Church Vestments and Textiles by Margery Roberts

Sewing Church Linens by Elizabeth Morgan.

Vestments for All Seasons by Barbara Dee Baumgarten.

Byzantine silk fabric. The mantle of St. Fridolin. 4th to 8th century.

St. Fridolin, Sassanid, Byzantine.  silk, fabric,
Byzantine period with Sassanid pattern

Byzantine silk fabric by the mantle of St. Fridolin. 4th to 8th century.

Silk fabric multicolored stronger in body formation. Pattern opposite, orderly rows of large circles. Each of them is formed by an ornamental band, white with colored flowers and leaves. In every circle on red background two Amazons warriors on horseback shooting backwards turned on a panther. The circles are occupied at the contact points with small rosette fields.

The spandrels between the circles contained on purple blue Basically a yellow diamond pattern with red flowers. The fabric comes from the church to Säckingen and is considered Coat of Saint Fridolin, the other residues are the same there blended and used in new garments of splendor. In every circle on a red background two Amazons are shown.

The pattern shows a transformation of a Sassanid pattern of VI-VII. Century. The fabric itself belongs to the Byzantine period of the VII.-VIII. Century.

Fridolin of Säckingen died around 540.

Saint Fridolin of Säckingen, monk and Christian missionary, “Apostle of Alemania”. Born in Ireland, abbot of Saint-Hilaire in Poitiers, he goes to Säckingen on the Rhine near Basel, where he founds a church and a monastery. He is the patron saint of the Swiss canton of Glarus, whose coat of arms depicts him as a pilgrim. He died around 540. Feast day on 6 March.

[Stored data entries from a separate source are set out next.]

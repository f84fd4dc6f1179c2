use serde::{Deserialize, Serialize};
use std::fmt;
use std::str::FromStr;
use uuid::Uuid;

/// Opaque task identifier. Uuid v7 under the hood so ids sort by creation
/// time, carried as a prefixed string for readable logs and stable
/// serialization.
#[derive(Clone, Debug, Hash, Eq, PartialEq, Serialize, Deserialize)]
#[serde(transparent)]
pub struct TaskId(String);

impl TaskId {
    pub fn new() -> Self {
        Self(format!("task_{}", Uuid::now_v7()))
    }

    pub fn from_raw(s: impl Into<String>) -> Self {
        Self(s.into())
    }

    pub fn as_str(&self) -> &str {
        &self.0
    }
}

impl Default for TaskId {
    fn default() -> Self {
        Self::new()
    }
}

impl fmt::Display for TaskId {
    fn fmt(&self, f: &mut fmt::Formatter<'_>) -> fmt::Result {
        f.write_str(&self.0)
    }
}

impl FromStr for TaskId {
    type Err = std::convert::Infallible;
    fn from_str(s: &str) -> Result<Self, Self::Err> {
        Ok(Self(s.to_owned()))
    }
}

impl AsRef<str> for TaskId {
    fn as_ref(&self) -> &str {
        &self.0
    }
}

Fridolin was an Irish wandering monk who first worked in Poitiers in Gaul, where he raised the bones of St Hilarius of Poitiers and built a church. However, the Germanic name Fridolin speaks against his Irish origin. According to legend, Hilarius commissioned him in a dream to build a monastery on a certain island in the Rhine.

Note:  Bishop of Utrecht and Chorboys, 16th century.

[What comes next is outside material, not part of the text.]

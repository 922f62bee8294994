//! Integration tests for the lading binary

mod helpers;
mod test_bump;
mod test_publish;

On the way from Poitiers to Säckingen, Fridolin founded a number of churches, all of which he consecrated to Hilarius, including those on the Moselle and in Strasbourg. Fridolin founded Säckingen Abbey, the oldest monastery in southern Germany, which became the starting point for missionary work in what is now Baden-Wuerttemberg. Fridolin is therefore also known as the apostle of the Baden Oberland. A biography, the so-called Fridolinsvita, was written down in the 10th century by a monk named Balther von Speyer.

Fridolin’s bones in the collegiate church in Säckingen, called Fridolinsmünster, are still a destination for many pilgrims today. Every year, the magnificent baroque silver shrine is carried through the streets of the city on the Upper Rhine in a large festive procession with the participation of music bands, people in traditional costume and knights and squires in medieval costumes.

In church representations Fridolin is often depicted together with a skeleton. The legend says that he was given large parts of the Glarnerland as a gift by the dying, rich Ursus or Urso, but his brother Landolf would not acknowledge this. Fridolin had therefore brought Ursus out of the grave as a witness to help him.

Landolf was so shocked and ashamed when he saw his brother, already in decay, appearing before the court that he gave Fridolin his part of the Glarnerland, which in this way came entirely to the monastery of Säckingen. Thus Fridolin became the patron saint of the Canton of Glarus (Switzerland), in whose coat of arms he can be seen as a missionary with a walking stick and a Bible.

Note:  Monastic clothing. Benedictine monks in 19th century.

Fridolin is called upon in cases of leg complaints, livestock epidemics and for good weather.